- WHAT YOU WILL DO
Extract each record and reproduce it exactly.

- INPUT RECORDS
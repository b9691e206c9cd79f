use std::sync::Arc;

use axum::{
    extract::{Path, State},
    http::{HeaderMap, StatusCode},
    response::{IntoResponse, Response},
    routing::get,
    Json, Router,
};
use serde::Deserialize;
use serde_json::json;
use tokio_util::sync::CancellationToken;
use uuid::Uuid;

use super::domain::{Accommodation, AccommodationId, UserId};
use super::error::AccommodationServiceError;
use super::mapper::AccommodationMapper;
use super::repository::{AccommodationRepository, RepositoryError, UserLookup};
use super::service::AccommodationService;
use crate::identity::session::{bearer_token, SessionStore};

/// Listing fields accepted from clients. The owner always comes from the session.
#[derive(Debug, Clone, Deserialize)]
pub struct AccommodationForm {
    pub title: String,
    pub description: String,
    pub price: i32,
}

/// Shared state for the accommodation routes.
pub struct AccommodationRoutes<S, U, M> {
    pub(crate) service: Arc<AccommodationService<S, U, M>>,
    pub(crate) sessions: Arc<SessionStore>,
    pub(crate) shutdown: CancellationToken,
}

impl<S, U, M> Clone for AccommodationRoutes<S, U, M> {
    fn clone(&self) -> Self {
        Self {
            service: Arc::clone(&self.service),
            sessions: Arc::clone(&self.sessions),
            shutdown: self.shutdown.clone(),
        }
    }
}

/// Router builder exposing browse and landlord management endpoints.
///
/// Requests observe a child of `shutdown`, so cancelling it aborts in-flight storage calls.
pub fn accommodation_router<S, U, M>(
    service: Arc<AccommodationService<S, U, M>>,
    sessions: Arc<SessionStore>,
    shutdown: CancellationToken,
) -> Router
where
    S: AccommodationRepository + 'static,
    U: UserLookup + 'static,
    M: AccommodationMapper + 'static,
{
    let state = AccommodationRoutes {
        service,
        sessions,
        shutdown,
    };

    Router::new()
        .route(
            "/api/v1/accommodations",
            get(list_handler::<S, U, M>).post(create_handler::<S, U, M>),
        )
        .route(
            "/api/v1/accommodations/:accommodation_id",
            get(get_handler::<S, U, M>)
                .put(update_handler::<S, U, M>)
                .delete(delete_handler::<S, U, M>),
        )
        .with_state(state)
}

pub(crate) async fn list_handler<S, U, M>(
    State(routes): State<AccommodationRoutes<S, U, M>>,
) -> Response
where
    S: AccommodationRepository + 'static,
    U: UserLookup + 'static,
    M: AccommodationMapper + 'static,
{
    let cancel = routes.shutdown.child_token();
    match routes.service.list_accommodations(&cancel).await {
        Ok(accommodations) => (StatusCode::OK, Json(accommodations)).into_response(),
        Err(error) => error_response(error),
    }
}

pub(crate) async fn get_handler<S, U, M>(
    State(routes): State<AccommodationRoutes<S, U, M>>,
    Path(accommodation_id): Path<Uuid>,
) -> Response
where
    S: AccommodationRepository + 'static,
    U: UserLookup + 'static,
    M: AccommodationMapper + 'static,
{
    let cancel = routes.shutdown.child_token();
    let id = AccommodationId(accommodation_id);
    match routes.service.get_accommodation(id, &cancel).await {
        Ok(Some(accommodation)) => (StatusCode::OK, Json(accommodation)).into_response(),
        Ok(None) => not_found(id),
        Err(error) => error_response(error),
    }
}

pub(crate) async fn create_handler<S, U, M>(
    State(routes): State<AccommodationRoutes<S, U, M>>,
    headers: HeaderMap,
    Json(form): Json<AccommodationForm>,
) -> Response
where
    S: AccommodationRepository + 'static,
    U: UserLookup + 'static,
    M: AccommodationMapper + 'static,
{
    let user_id = match authenticated_user(&routes.sessions, &headers) {
        Ok(user_id) => user_id,
        Err(response) => return response,
    };

    let accommodation = form.into_accommodation(AccommodationId::new(), user_id);
    let cancel = routes.shutdown.child_token();
    match routes
        .service
        .create_accommodation(&accommodation, &cancel)
        .await
    {
        Ok(true) => (StatusCode::CREATED, Json(accommodation)).into_response(),
        Ok(false) => {
            let payload = json!({ "error": "accommodation was not stored" });
            (StatusCode::CONFLICT, Json(payload)).into_response()
        }
        Err(error) => error_response(error),
    }
}

pub(crate) async fn update_handler<S, U, M>(
    State(routes): State<AccommodationRoutes<S, U, M>>,
    Path(accommodation_id): Path<Uuid>,
    headers: HeaderMap,
    Json(form): Json<AccommodationForm>,
) -> Response
where
    S: AccommodationRepository + 'static,
    U: UserLookup + 'static,
    M: AccommodationMapper + 'static,
{
    let user_id = match authenticated_user(&routes.sessions, &headers) {
        Ok(user_id) => user_id,
        Err(response) => return response,
    };

    let id = AccommodationId(accommodation_id);
    let accommodation = form.into_accommodation(id, user_id);
    let cancel = routes.shutdown.child_token();
    match routes
        .service
        .update_accommodation(&accommodation, &cancel)
        .await
    {
        Ok(true) => (StatusCode::OK, Json(accommodation)).into_response(),
        Ok(false) => not_found(id),
        Err(error) => error_response(error),
    }
}

pub(crate) async fn delete_handler<S, U, M>(
    State(routes): State<AccommodationRoutes<S, U, M>>,
    Path(accommodation_id): Path<Uuid>,
    headers: HeaderMap,
) -> Response
where
    S: AccommodationRepository + 'static,
    U: UserLookup + 'static,
    M: AccommodationMapper + 'static,
{
    let user_id = match authenticated_user(&routes.sessions, &headers) {
        Ok(user_id) => user_id,
        Err(response) => return response,
    };

    let id = AccommodationId(accommodation_id);
    let cancel = routes.shutdown.child_token();
    match routes
        .service
        .delete_accommodation(user_id, id, &cancel)
        .await
    {
        Ok(true) => StatusCode::NO_CONTENT.into_response(),
        Ok(false) => not_found(id),
        Err(error) => error_response(error),
    }
}

impl AccommodationForm {
    fn into_accommodation(self, id: AccommodationId, user_id: UserId) -> Accommodation {
        Accommodation {
            id,
            title: self.title,
            description: self.description,
            user_id,
            price: self.price,
        }
    }
}

fn authenticated_user(sessions: &SessionStore, headers: &HeaderMap) -> Result<UserId, Response> {
    bearer_token(headers)
        .and_then(|token| sessions.resolve(token))
        .ok_or_else(|| {
            let payload = json!({ "error": "authentication required" });
            (StatusCode::UNAUTHORIZED, Json(payload)).into_response()
        })
}

fn not_found(id: AccommodationId) -> Response {
    let payload = json!({
        "error": "accommodation not found",
        "accommodation_id": id,
    });
    (StatusCode::NOT_FOUND, Json(payload)).into_response()
}

pub(crate) fn error_response(error: AccommodationServiceError) -> Response {
    let status = match &error {
        AccommodationServiceError::Validation(validation) => {
            let payload = json!({
                "error": error.to_string(),
                "errors": validation.messages(),
            });
            return (StatusCode::UNPROCESSABLE_ENTITY, Json(payload)).into_response();
        }
        AccommodationServiceError::UserNotFound(_) => StatusCode::NOT_FOUND,
        AccommodationServiceError::UserValidation(_) => StatusCode::FORBIDDEN,
        AccommodationServiceError::Repository(RepositoryError::Cancelled) => {
            StatusCode::SERVICE_UNAVAILABLE
        }
        AccommodationServiceError::Repository(RepositoryError::Conflict) => StatusCode::CONFLICT,
        AccommodationServiceError::Repository(RepositoryError::Unavailable(_)) => {
            StatusCode::INTERNAL_SERVER_ERROR
        }
    };

    let payload = json!({ "error": error.to_string() });
    (status, Json(payload)).into_response()
}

- SOLVED PROBLEM
repository b9691e206c9cd79f
use std::sync::Arc;

use axum::{
    extract::{Path, State},
    http::{HeaderMap, StatusCode},
    response::{IntoResponse, Response},
    routing::get,
    Json, Router,
};
use serde::Deserialize;
use serde_json::json;
use tokio_util::sync::CancellationToken;
use uuid::Uuid;

use super::domain::{Accommodation, AccommodationId, UserId};
use super::error::AccommodationServiceError;
use super::mapper::AccommodationMapper;
use super::repository::{AccommodationRepository, RepositoryError, UserLookup};
use super::service::AccommodationService;
use crate::identity::session::{bearer_token, SessionStore};

/// Listing fields accepted from clients. The owner always comes from the session.
#[derive(Debug, Clone, Deserialize)]
pub struct AccommodationForm {
    pub title: String,
    pub description: String,
    pub price: i32,
}

/// Shared state for the accommodation routes.
pub struct AccommodationRoutes<S, U, M> {
    pub(crate) service: Arc<AccommodationService<S, U, M>>,
    pub(crate) sessions: Arc<SessionStore>,
    pub(crate) shutdown: CancellationToken,
}

impl<S, U, M> Clone for AccommodationRoutes<S, U, M> {
    fn clone(&self) -> Self {
        Self {
            service: Arc::clone(&self.service),
            sessions: Arc::clone(&self.sessions),
            shutdown: self.shutdown.clone(),
        }
    }
}

/// Router builder exposing browse and landlord management endpoints.
///
/// Requests observe a child of `shutdown`, so cancelling it aborts in-flight storage calls.
pub fn accommodation_router<S, U, M>(
    service: Arc<AccommodationService<S, U, M>>,
    sessions: Arc<SessionStore>,
    shutdown: CancellationToken,
) -> Router
where
    S: AccommodationRepository + 'static,
    U: UserLookup + 'static,
    M: AccommodationMapper + 'static,
{
    let state = AccommodationRoutes {
        service,
        sessions,
        shutdown,
    };

    Router::new()
        .route(
            "/api/v1/accommodations",
            get(list_handler::<S, U, M>).post(create_handler::<S, U, M>),
        )
        .route(
            "/api/v1/accommodations/:accommodation_id",
            get(get_handler::<S, U, M>)
                .put(update_handler::<S, U, M>)
                .delete(delete_handler::<S, U, M>),
        )
        .with_state(state)
}

pub(crate) async fn list_handler<S, U, M>(
    State(routes): State<AccommodationRoutes<S, U, M>>,
) -> Response
where
    S: AccommodationRepository + 'static,
    U: UserLookup + 'static,
    M: AccommodationMapper + 'static,
{
    let cancel = routes.shutdown.child_token();
    match routes.service.list_accommodations(&cancel).await {
        Ok(accommodations) => (StatusCode::OK, Json(accommodations)).into_response(),
        Err(error) => error_response(error),
    }
}

pub(crate) async fn get_handler<S, U, M>(
    State(routes): State<AccommodationRoutes<S, U, M>>,
    Path(accommodation_id): Path<Uuid>,
) -> Response
where
    S: AccommodationRepository + 'static,
    U: UserLookup + 'static,
    M: AccommodationMapper + 'static,
{
    let cancel = routes.shutdown.child_token();
    let id = AccommodationId(accommodation_id);
    match routes.service.get_accommodation(id, &cancel).await {
        Ok(Some(accommodation)) => (StatusCode::OK, Json(accommodation)).into_response(),
        Ok(None) => not_found(id),
        Err(error) => error_response(error),
    }
}

pub(crate) async fn create_handler<S, U, M>(
    State(routes): State<AccommodationRoutes<S, U, M>>,
    headers: HeaderMap,
    Json(form): Json<AccommodationForm>,
) -> Response
where
    S: AccommodationRepository + 'static,
    U: UserLookup + 'static,
    M: AccommodationMapper + 'static,
{
    let user_id = match authenticated_user(&routes.sessions, &headers) {
        Ok(user_id) => user_id,
        Err(response) => return response,
    };

    let accommodation = form.into_accommodation(AccommodationId::new(), user_id);
    let cancel = routes.shutdown.child_token();
    match routes
        .service
        .create_accommodation(&accommodation, &cancel)
        .await
    {
        Ok(true) => (StatusCode::CREATED, Json(accommodation)).into_response(),
        Ok(false) => {
            let payload = json!({ "error": "accommodation was not stored" });
            (StatusCode::CONFLICT, Json(payload)).into_response()
        }
        Err(error) => error_response(error),
    }
}

pub(crate) async fn update_handler<S, U, M>(
    State(routes): State<AccommodationRoutes<S, U, M>>,
    Path(accommodation_id): Path<Uuid>,
    headers: HeaderMap,
    Json(form): Json<AccommodationForm>,
) -> Response
where
    S: AccommodationRepository + 'static,
    U: UserLookup + 'static,
    M: AccommodationMapper + 'static,
{
    let user_id = match authenticated_user(&routes.sessions, &headers) {
        Ok(user_id) => user_id,
        Err(response) => return response,
    };

    let id = AccommodationId(accommodation_id);
    let accommodation = form.into_accommodation(id, user_id);
    let cancel = routes.shutdown.child_token();
    match routes
        .service
        .update_accommodation(&accommodation, &cancel)
        .await
    {
        Ok(true) => (StatusCode::OK, Json(accommodation)).into_response(),
        Ok(false) => not_found(id),
        Err(error) => error_response(error),
    }
}

pub(crate) async fn delete_handler<S, U, M>(
    State(routes): State<AccommodationRoutes<S, U, M>>,
    Path(accommodation_id): Path<Uuid>,
    headers: HeaderMap,
) -> Response
where
    S: AccommodationRepository + 'static,
    U: UserLookup + 'static,
    M: AccommodationMapper + 'static,
{
    let user_id = match authenticated_user(&routes.sessions, &headers) {
        Ok(user_id) => user_id,
        Err(response) => return response,
    };

    let id = AccommodationId(accommodation_id);
    let cancel = routes.shutdown.child_token();
    match routes
        .service
        .delete_accommodation(user_id, id, &cancel)
        .await
    {
        Ok(true) => StatusCode::NO_CONTENT.into_response(),
        Ok(false) => not_found(id),
        Err(error) => error_response(error),
    }
}

impl AccommodationForm {
    fn into_accommodation(self, id: AccommodationId, user_id: UserId) -> Accommodation {
        Accommodation {
            id,
            title: self.title,
            description: self.description,
            user_id,
            price: self.price,
        }
    }
}

fn authenticated_user(sessions: &SessionStore, headers: &HeaderMap) -> Result<UserId, Response> {
    bearer_token(headers)
        .and_then(|token| sessions.resolve(token))
        .ok_or_else(|| {
            let payload = json!({ "error": "authentication required" });
            (StatusCode::UNAUTHORIZED, Json(payload)).into_response()
        })
}

fn not_found(id: AccommodationId) -> Response {
    let payload = json!({
        "error": "accommodation not found",
        "accommodation_id": id,
    });
    (StatusCode::NOT_FOUND, Json(payload)).into_response()
}

pub(crate) fn error_response(error: AccommodationServiceError) -> Response {
    let status = match &error {
        AccommodationServiceError::Validation(validation) => {
            let payload = json!({
                "error": error.to_string(),
                "errors": validation.messages(),
            });
            return (StatusCode::UNPROCESSABLE_ENTITY, Json(payload)).into_response();
        }
        AccommodationServiceError::UserNotFound(_) => StatusCode::NOT_FOUND,
        AccommodationServiceError::UserValidation(_) => StatusCode::FORBIDDEN,
        AccommodationServiceError::Repository(RepositoryError::Cancelled) => {
            StatusCode::SERVICE_UNAVAILABLE
        }
        AccommodationServiceError::Repository(RepositoryError::Conflict) => StatusCode::CONFLICT,
        AccommodationServiceError::Repository(RepositoryError::Unavailable(_)) => {
            StatusCode::INTERNAL_SERVER_ERROR
        }
    };

    let payload = json!({ "error": error.to_string() });
    (status, Json(payload)).into_response()
}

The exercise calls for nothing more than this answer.